Ideally, however, abuse and neglect would not happen in the first place, he said. “We still have work to do.”

“Abuse follows a child into adulthood. Even people who get the help they need through Project Harmony can still have lingering issues. I think about the kids that don’t have Project Harmony and didn’t get the help, didn’t get a chance to step forward and say ‘something happened to me,’” Owen said.

There are still future goals to achieve, Klein said. 

“Continuing to get to children and families before maltreatment may have occurred and to make sure our nonprofit and human services community is able to serve those in the least restrictive manner possible is critical,” he said. “We’ve also invested more in data and research and technology to get us to be more efficient and more precise in the work that we do.”

The people who work for the organization also need continuing support, he added. 

“We also believe that our work is impossible without really great employees who are trained and engage and empowered to do their jobs every day, so we put a lot of emphasis on employee development and helping our staff manage their own reactions to what they see every day,” Klein said. “It can take a toll on those who do this work, so significant emphasis is placed on the wellness and health of our own employees so they have the resilience to serve families the next day.” 

 

Bringing our best 

Despite all the growth, the fundamentals behind Project Harmony’s founding remain the same as they did in 1996, Klein said. 
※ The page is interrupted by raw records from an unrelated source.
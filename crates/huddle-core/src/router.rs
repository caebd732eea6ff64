//! Event router.
//!
//! The router turns one inbound [`Action`] into exactly one
//! [`PresenceEvent`] and one broadcast. Per room, the registry update, the
//! event construction and the broadcast happen as one step, so subscribers
//! see a room's events in the order its occupancy changed.
//!
//! Each action runs on its own task. Once [`EventRouter::dispatch`] has been
//! called the action completes even if the caller stops waiting for it.

use crate::event::{topic_for, Action, EventClock};
use crate::registry::PresenceRegistry;
use crate::sink::{BroadcastSink, DeliveryError};
use dashmap::DashMap;
use huddle_protocol::PresenceEvent;
use std::sync::Arc;
use thiserror::Error;
use tokio::sync::Mutex;
use tracing::{debug, error, warn};

/// Router errors.
#[derive(Debug, Error)]
pub enum RouterError {
    /// The sink could not publish the event. Presence was still updated.
    #[error("Failed to deliver event to {topic}: {source}")]
    Delivery {
        /// Topic the event was meant for.
        topic: String,
        #[source]
        source: DeliveryError,
    },

    /// The task applying the action was torn down before it finished,
    /// which only happens while the runtime shuts down.
    #[error("Dispatch for room {room_key} was interrupted")]
    Interrupted {
        /// Room the action was addressed to.
        room_key: String,
    },
}

/// Router statistics.
#[derive(Debug, Clone, Copy, PartialEq, Eq)]
pub struct RouterStats {
    /// Rooms with at least one participant.
    pub active_rooms: usize,
    /// Rooms with an action currently in flight.
    pub busy_rooms: usize,
}

type Lanes = DashMap<String, Arc<Mutex<()>>>;

/// A claim on a room's lane.
///
/// Dropping the ticket removes the lane once nobody else holds or waits on
/// it.
struct LaneTicket<'a> {
    lanes: &'a Lanes,
    room_key: String,
    gate: Arc<Mutex<()>>,
}

impl<'a> LaneTicket<'a> {
    fn claim(lanes: &'a Lanes, room_key: &str) -> Self {
        // Cloned under the shard guard, which is what keeps the strong
        // count check in `drop` exact.
        let gate = lanes.entry(room_key.to_owned()).or_default().clone();
        Self {
            lanes,
            room_key: room_key.to_owned(),
            gate,
        }
    }
}

impl Drop for LaneTicket<'_> {
    fn drop(&mut self) {
        // Two handles left means the map's and ours.
        self.lanes.remove_if(self.room_key.as_str(), |_, gate| {
            Arc::ptr_eq(gate, &self.gate) && Arc::strong_count(gate) == 2
        });
    }
}

/// State shared between the router handle and in-flight dispatch tasks.
struct Shared<S> {
    registry: PresenceRegistry,
    sink: S,
    clock: EventClock,
    lanes: Lanes,
}

impl<S: BroadcastSink> Shared<S> {
    /// Apply an action under its room's lane and broadcast the event.
    async fn apply(&self, action: Action) -> Result<PresenceEvent, RouterError> {
        let ticket = LaneTicket::claim(&self.lanes, action.room_key());
        let _turn = ticket.gate.lock().await;

        let event = self.build_event(action);
        let topic = topic_for(&event.room_key);

        match self.sink.broadcast(&topic, &event).await {
            Ok(()) => {
                debug!(
                    topic = %topic,
                    kind = %event.kind,
                    participants = event.participant_count,
                    "Event broadcast"
                );
                Ok(event)
            }
            Err(source) => {
                warn!(topic = %topic, kind = %event.kind, error = %source, "Broadcast failed");
                Err(RouterError::Delivery { topic, source })
            }
        }
    }

    /// Update presence for `action` and build its event.
    fn build_event(&self, action: Action) -> PresenceEvent {
        let kind = action.kind();
        let (room_key, username, content, participant_count) = match action {
            Action::Join { room_key, username } => {
                let count = self.registry.join(&room_key);
                let content = PresenceEvent::joined_notice(&username);
                (room_key, username, content, count)
            }
            Action::Leave { room_key, username } => {
                let count = self.registry.leave(&room_key);
                let content = PresenceEvent::left_notice(&username);
                (room_key, username, content, count)
            }
            Action::Message {
                room_key,
                username,
                content,
            } => {
                let count = self.registry.peek(&room_key);
                (room_key, username, content.unwrap_or_default(), count)
            }
        };

        PresenceEvent {
            kind,
            room_key,
            username,
            content,
            timestamp: self.clock.now_millis(),
            participant_count,
        }
    }
}

/// Routes room actions through presence tracking to a broadcast sink.
pub struct EventRouter<S> {
    shared: Arc<Shared<S>>,
}

impl<S: BroadcastSink + 'static> EventRouter<S> {
    /// Create a router with an empty registry publishing to `sink`.
    #[must_use]
    pub fn new(sink: S) -> Self {
        Self::with_clock(sink, EventClock::new())
    }

    /// Create a router with a custom event clock.
    #[must_use]
    pub fn with_clock(sink: S, clock: EventClock) -> Self {
        Self {
            shared: Arc::new(Shared {
                registry: PresenceRegistry::new(),
                sink,
                clock,
                lanes: DashMap::new(),
            }),
        }
    }

    /// Apply an action and broadcast the resulting event.
    ///
    /// Returns the event that was published. The action runs on a spawned
    /// task: dropping the returned future stops the wait, not the action,
    /// so every applied change still gets its one broadcast.
    ///
    /// Must be called from within a Tokio runtime.
    ///
    /// # Errors
    ///
    /// Returns [`RouterError::Delivery`] if the sink fails. The registry
    /// change made for a join or leave is kept regardless.
    pub async fn dispatch(&self, action: Action) -> Result<PresenceEvent, RouterError> {
        let room_key = action.room_key().to_owned();
        let shared = Arc::clone(&self.shared);

        match tokio::spawn(async move { shared.apply(action).await }).await {
            Ok(result) => result,
            Err(e) if e.is_panic() => std::panic::resume_unwind(e.into_panic()),
            Err(_) => {
                error!(room = %room_key, "Dispatch task cancelled");
                Err(RouterError::Interrupted { room_key })
            }
        }
    }

    /// Current occupancy of a room.
    #[must_use]
    pub fn occupancy(&self, room_key: &str) -> usize {
        self.shared.registry.peek(room_key)
    }

    /// The presence registry this router updates.
    #[must_use]
    pub fn registry(&self) -> &PresenceRegistry {
        &self.shared.registry
    }

    /// The sink events are published to.
    #[must_use]
    pub fn sink(&self) -> &S {
        &self.shared.sink
    }

    /// Get router statistics.
    #[must_use]
    pub fn stats(&self) -> RouterStats {
        RouterStats {
            active_rooms: self.shared.registry.room_count(),
            busy_rooms: self.shared.lanes.len(),
        }
    }
}
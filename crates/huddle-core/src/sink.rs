//! Broadcast sinks.
//!
//! A sink delivers a presence event to every current subscriber of a topic.
//! The router depends only on [`BroadcastSink`], so any pub/sub transport
//! that keeps per-topic order can stand behind it.

use async_trait::async_trait;
use huddle_protocol::PresenceEvent;
use std::sync::Arc;
use std::time::Duration;
use thiserror::Error;

/// Errors a sink reports when it cannot publish an event.
#[derive(Debug, Clone, PartialEq, Eq, Error)]
pub enum DeliveryError {
    /// The sink has been shut down.
    #[error("Broadcast sink is closed")]
    Closed,

    /// Publishing did not finish in time.
    #[error("Broadcast timed out after {0:?}")]
    Timeout(Duration),

    /// The underlying transport failed.
    #[error("Transport error: {0}")]
    Transport(String),
}

/// Publishes presence events to topic subscribers.
///
/// Delivery is best-effort: publishing to a topic without subscribers is
/// not an error, and subscribers that attach later see nothing of it.
#[async_trait]
pub trait BroadcastSink: Send + Sync {
    /// Publish `event` to all current subscribers of `topic`.
    async fn broadcast(&self, topic: &str, event: &PresenceEvent) -> Result<(), DeliveryError>;
}

#[async_trait]
impl<S: BroadcastSink + ?Sized> BroadcastSink for Arc<S> {
    async fn broadcast(&self, topic: &str, event: &PresenceEvent) -> Result<(), DeliveryError> {
        (**self).broadcast(topic, event).await
    }
}

/// Sink decorator that bounds how long a broadcast may take.
#[derive(Debug, Clone)]
pub struct TimeoutSink<S> {
    inner: S,
    timeout: Duration,
}

impl<S> TimeoutSink<S> {
    /// Wrap `inner`, failing broadcasts that exceed `timeout`.
    #[must_use]
    pub fn new(inner: S, timeout: Duration) -> Self {
        Self { inner, timeout }
    }

    /// The wrapped sink.
    #[must_use]
    pub fn inner(&self) -> &S {
        &self.inner
    }
}

#[async_trait]
impl<S: BroadcastSink> BroadcastSink for TimeoutSink<S> {
    async fn broadcast(&self, topic: &str, event: &PresenceEvent) -> Result<(), DeliveryError> {
        tokio::time::timeout(self.timeout, self.inner.broadcast(topic, event))
            .await
            .map_err(|_| DeliveryError::Timeout(self.timeout))?
    }
}
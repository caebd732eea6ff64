//! Codec benchmarks for huddle-protocol.

use criterion::{black_box, criterion_group, criterion_main, Criterion, Throughput};
use huddle_protocol::{codec, EventKind, Frame, PresenceEvent};

fn event_frame() -> Frame {
    Frame::event(
        "/topic/room/bench",
        PresenceEvent {
            kind: EventKind::Message,
            room_key: "bench".into(),
            username: "alice".into(),
            content: "x".repeat(64),
            timestamp: 1_700_000_000_000,
            participant_count: 12,
        },
    )
}

fn bench_encode(c: &mut Criterion) {
    let frame = event_frame();

    let mut group = c.benchmark_group("encode_event");
    group.throughput(Throughput::Elements(1));
    group.bench_function("msgpack", |b| b.iter(|| codec::encode(black_box(&frame))));
    group.bench_function("json", |b| b.iter(|| codec::encode_json(black_box(&frame))));
    group.finish();
}

fn bench_decode(c: &mut Criterion) {
    let frame = Frame::message("bench", "alice", "x".repeat(64));
    let binary = codec::encode(&frame).unwrap();
    let text = codec::encode_json(&frame).unwrap();

    let mut group = c.benchmark_group("decode_message");
    group.throughput(Throughput::Elements(1));
    group.bench_function("msgpack", |b| b.iter(|| codec::decode(black_box(&binary))));
    group.bench_function("json", |b| b.iter(|| codec::decode_json(black_box(&text))));
    group.finish();
}

criterion_group!(benches, bench_encode, bench_decode);
criterion_main!(benches);
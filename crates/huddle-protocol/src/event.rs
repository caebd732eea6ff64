//! Presence events.
//!
//! A presence event is the enriched message every subscriber of a room
//! receives after a join, leave or chat message.

use serde::{Deserialize, Serialize};
use std::fmt;

/// The kind of action that produced a presence event.
#[derive(Debug, Clone, Copy, PartialEq, Eq, Hash, Serialize, Deserialize)]
#[serde(rename_all = "lowercase")]
pub enum EventKind {
    /// A participant joined the room.
    Join,
    /// A participant left the room.
    Leave,
    /// A participant sent a chat message.
    Message,
}

impl EventKind {
    /// Lowercase name used on the wire and in metric labels.
    #[must_use]
    pub fn as_str(&self) -> &'static str {
        match self {
            EventKind::Join => "join",
            EventKind::Leave => "leave",
            EventKind::Message => "message",
        }
    }
}

impl fmt::Display for EventKind {
    fn fmt(&self, f: &mut fmt::Formatter<'_>) -> fmt::Result {
        f.write_str(self.as_str())
    }
}

/// An outbound event delivered to every subscriber of a room.
///
/// `participant_count` is the room's occupancy at the moment the event was
/// built. It is a snapshot: later readers may observe a different count.
#[derive(Debug, Clone, PartialEq, Eq, Serialize, Deserialize)]
#[serde(rename_all = "camelCase")]
pub struct PresenceEvent {
    /// What happened.
    #[serde(rename = "type")]
    pub kind: EventKind,
    /// Room the event belongs to.
    pub room_key: String,
    /// Participant that caused the event.
    pub username: String,
    /// Chat text, or a human-readable notice for joins and leaves.
    pub content: String,
    /// Milliseconds since the Unix epoch.
    pub timestamp: u64,
    /// Occupancy snapshot taken when the event was built.
    pub participant_count: usize,
}

impl PresenceEvent {
    /// Notice text for a join.
    #[must_use]
    pub fn joined_notice(username: &str) -> String {
        format!("{username} joined the room")
    }

    /// Notice text for a leave.
    #[must_use]
    pub fn left_notice(username: &str) -> String {
        format!("{username} left the room")
    }
}

#[cfg(test)]
mod tests {
    use super::*;

    #[test]
    fn test_event_json_shape() {
        let event = PresenceEvent {
            kind: EventKind::Join,
            room_key: "room-1".into(),
            username: "alice".into(),
            content: PresenceEvent::joined_notice("alice"),
            timestamp: 1_700_000_000_000,
            participant_count: 1,
        };

        let value = serde_json::to_value(&event).unwrap();
        assert_eq!(value["type"], "join");
        assert_eq!(value["roomKey"], "room-1");
        assert_eq!(value["content"], "alice joined the room");
        assert_eq!(value["participantCount"], 1);
    }

    #[test]
    fn test_notices() {
        assert_eq!(PresenceEvent::joined_notice("bob"), "bob joined the room");
        assert_eq!(PresenceEvent::left_notice(""), " left the room");
    }

    #[test]
    fn test_kind_display() {
        assert_eq!(EventKind::Message.to_string(), "message");
    }
}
“We have three culture statements that have been there since the beginning. The first is, ‘We’re all Project Harmony.’ So even though there are multiple agencies, governmental and nonprofits that work under one campus, we’re all in this together. The second culture statement is, ‘When it comes to children, we don’t compromise.’ We do everything we can to make sure they get the best from everyone. And the last statement is, ‘We bring our best every day.’” 

Owen emphasized that community members can support Project Harmony in multiple ways: direct donations; attending fundraising events throughout the year like Hops for Harmony (summer), the Halfway to St. Patrick’s Day golf tournament (fall), and the Speaking of Children Luncheon & Conference (spring); or joining the organization’s service league. More information is available on the website at projectharmony.com. It’s also important that people recognize and report suspected abuse or neglect, she added.

“Project Harmony cannot do this alone,” she said. “Even though we have received wonderful support from the community, we still need more people to be aware of the problem.”

Klein agreed that Project Harmony needs the support of the community.

There are public partners we don’t exist without, from local law enforcement and the Nebraska Department of Health and Human Services’ child protective services division to the county attorneys’ offices—they are critical to the processing of these cases and really are the backbone of what we do,” he said. “We’re also fortunate to live in Omaha and be part of a community which is incredibly philanthropic and generous. From the Papillion Area Lions Club—I would call them out; they’ve embraced the mission and work of Project Harmony, as have many service-related clubs—to the many families and individuals who support our events and annual appeals to make sure nothing falls through the cracks for the children who are coming through these doors. 

“On any given day we have about 20 children who are walking through the doors with their families, who are going through probably one of the darkest days that they’ve had so far. We are grateful that the community supports and believes in this, so their day when they walk out is a little bit brighter and they’re on a new path to healing.”

 

“When it comes to children, we don’t compromise. We do everything we can to make sure they get the best from everyone.”